:: SOURCE INFORMATION ::
//! SQLite implementation of the product port

use std::sync::Arc;

use async_trait::async_trait;
use chrono::Utc;
use rusqlite::{params, OptionalExtension, Row};
use storesync_core::ProductRepository;
use storesync_domain::{Product, ProductUpsert, Result, UpsertOutcome};
use uuid::Uuid;

use super::common::{
    bool_to_int, from_millis, int_to_bool, json_column, to_json_text, to_millis, with_connection,
};
use super::manager::{map_sql_error, DbManager};

pub struct SqliteProductRepository {
    db: Arc<DbManager>,
}

impl SqliteProductRepository {
    pub fn new(db: Arc<DbManager>) -> Self {
        Self { db }
    }
}

#[async_trait]
impl ProductRepository for SqliteProductRepository {
    async fn upsert_product(&self, product: &ProductUpsert) -> Result<UpsertOutcome> {
        let product = product.clone();
        let images = to_json_text(&product.images)?;
        let tags = to_json_text(&product.tags)?;

        with_connection(&self.db, move |conn| {
            let now = to_millis(Utc::now());
            let candidate = Uuid::now_v7().to_string();

            // RETURNING yields the surviving row id on both the insert and the
            // conflict path.
            let id: String = conn
                .query_row(
                    "INSERT INTO products (id, tenant_id, sku, name, price, stock, images, tags, active, created_at, updated_at)
                     VALUES (?1, ?2, ?3, ?4, ?5, ?6, ?7, ?8, ?9, ?10, ?10)
                     ON CONFLICT(tenant_id, sku) DO UPDATE SET
                        name = excluded.name,
                        price = excluded.price,
                        stock = excluded.stock,
                        images = excluded.images,
                        tags = excluded.tags,
                        active = excluded.active,
                        updated_at = excluded.updated_at
                     RETURNING id",
                    params![
                        candidate,
                        product.tenant_id,
                        product.sku,
                        product.name,
                        product.price,
                        product.stock,
                        images,
                        tags,
                        bool_to_int(product.active),
                        now
                    ],
                    |row| row.get(0),
                )
                .map_err(map_sql_error)?;

            let created = id == candidate;
            Ok(UpsertOutcome { id, created })
        })
        .await
    }

    async fn find_product(&self, tenant_id: &str, sku: &str) -> Result<Option<Product>> {
        let tenant_id = tenant_id.to_string();
        let sku = sku.to_string();
        with_connection(&self.db, move |conn| {
            conn.query_row(
                "SELECT id, tenant_id, sku, name, price, stock, images, tags, active, created_at, updated_at
                 FROM products WHERE tenant_id = ?1 AND sku = ?2",
                params![tenant_id, sku],
                map_product_row,
            )
            .optional()
            .map_err(map_sql_error)
        })
        .await
    }
}

fn map_product_row(row: &Row<'_>) -> rusqlite::Result<Product> {
    let images: String = row.get(6)?;
    let tags: String = row.get(7)?;
    Ok(Product {
        id: row.get(0)?,
        tenant_id: row.get(1)?,
        sku: row.get(2)?,
        name: row.get(3)?,
        price: row.get(4)?,
        stock: row.get(5)?,
        images: json_column(6, &images)?,
        tags: json_column(7, &tags)?,
        active: int_to_bool(row.get(8)?),
        created_at: from_millis(9, row.get(9)?)?,
        updated_at: from_millis(10, row.get(10)?)?,
    })
}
:::
### [WHAT THE TASK ASKS]
Filter the entries down to the lines with the word "stock" in them.

### [SOLUTION TO THE PROBLEM]
                    "INSERT INTO products (id, tenant_id, sku, name, price, stock, images, tags, active, created_at, updated_at)
                        stock = excluded.stock,
                        product.stock,
                "SELECT id, tenant_id, sku, name, price, stock, images, tags, active, created_at, updated_at
        stock: row.get(5)?,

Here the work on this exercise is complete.